Ontem, poucas horas antes do reinício das conversações para negociar um cessar-fogo em Gaza, no Cairo, o front entre Israel e o Líbano ficou perigosamente inflamado. Pouco antes das cinco horas da manhã, o exército israelense lançou o que chamou de “ataque preventivo” contra milhares de lançadores de foguetes em cerca de 40 áreas do sul do Líbano. O Hezbollah lançou 320 foguetes e drones em direção a uma dezena de bases militares israelenses em retaliação ao assassinato de Fouad Shukr, e a definiu, em um comunicado emitido ontem, como a primeira fase “concluída com sucesso”.
Desde outubro, com o início da ofensiva militar em Gaza, a diplomacia vem tentando impedir que o conflito entre Israel e o Hezbollah se transforme em uma guerra em grande escala.
Embora o ministro da Defesa israelense, Yoav Gallant, tenha prometido levar de volta o Líbano à Idade da Pedra, o Hezbollah não é mais o grupo de 2006, seu arsenal hoje é estimado em 150.000 foguetes, seus ataques se tornaram cada vez mais sofisticados com drones tecnologicamente avançados e munições guiadas com precisão. Em junho, o grupo divulgou um vídeo do porto de Haifa e de outras posições militares sensíveis no norte de Israel, alegando que havia filmado tudo com um drone de reconhecimento que passou desimpedido, conseguindo filmar antes de retornar.
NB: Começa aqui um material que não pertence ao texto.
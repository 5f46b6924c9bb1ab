// src/dom/mod.rs

use anyhow::Result;
use async_trait::async_trait;
use serde::Deserialize;
use std::fmt;

pub mod browser;
pub mod snapshot;

pub use browser::{BrowserSession, LivePage};
pub use snapshot::HtmlSnapshot;

/// The DOM root every query after context discovery is issued against.
#[derive(Debug, Clone, Copy, PartialEq, Eq, Default)]
pub enum ContentContext {
    #[default]
    MainDocument,
    /// Content document of the n-th `<iframe>` of the main document.
    Iframe(usize),
}

impl fmt::Display for ContentContext {
    fn fmt(&self, f: &mut fmt::Formatter<'_>) -> fmt::Result {
        match self {
            ContentContext::MainDocument => f.write_str("main document"),
            ContentContext::Iframe(n) => write!(f, "iframe {}", n),
        }
    }
}

/// What a query reports about one matched element.
#[derive(Debug, Clone, PartialEq, Eq, Deserialize)]
pub struct ElementInfo {
    pub visible: bool,
    /// Raw text content, untrimmed.
    pub text: String,
}

/// Read and interaction primitives the extraction steps need from a page.
///
/// Implemented by the live browser ([`LivePage`]) and by static HTML
/// ([`HtmlSnapshot`]). Every call is a single round trip and may fail;
/// callers decide whether a failure is fatal.
#[async_trait]
pub trait ContentSource: Send + Sync {
    /// Number of elements matching `selector` under `ctx`.
    async fn count(&self, ctx: ContentContext, selector: &str) -> Result<usize>;

    /// Every element matching `selector` under `ctx`, in document order.
    async fn elements(&self, ctx: ContentContext, selector: &str) -> Result<Vec<ElementInfo>>;

    /// Select the option at `index` of the first `<select>` matching
    /// `selector` and fire its change events. Returns the option label.
    async fn select_option(&self, ctx: ContentContext, selector: &str, index: usize)
        -> Result<String>;

    /// For the `table_index`-th `<table>` under `ctx`, the raw `<td>` text of
    /// every row matching `row_selector` (relative to that table).
    async fn table_rows(
        &self,
        ctx: ContentContext,
        table_index: usize,
        row_selector: &str,
    ) -> Result<Vec<Vec<String>>>;
}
Na quarta-feira passada, o Hezbollah tinha disparado 50 foguetes que atingiram várias casas particulares nas Colinas de Golã, anexadas por Israel, e quatro casas foram danificadas ou destruídas em Katzrin.
La Stampa tinha chegado ao norte de Israel algumas horas após o ataque.
Ruth Mazor, 55 anos, proprietária de uma das casas atingidas pelos foguetes, estava recolhendo os destroços do chão com sua filha e netos. “Não sei mais se devo esperar por um acordo diplomático ou por uma guerra. Não acreditamos mais nas palavras de ninguém e não podemos continuar sem saber se realmente seremos defendidos ou se teremos que continuar vivendo assim. Quase todo mundo foi embora e os que ficaram só se afastaram poucas centenas de metros de casa, com medo de que o alarme soe. Todos nós ficamos perto de uma sala de segurança, vivemos segregados em nossa casa”. As famílias das casas adjacentes, que também foram danificadas, são da mesma opinião.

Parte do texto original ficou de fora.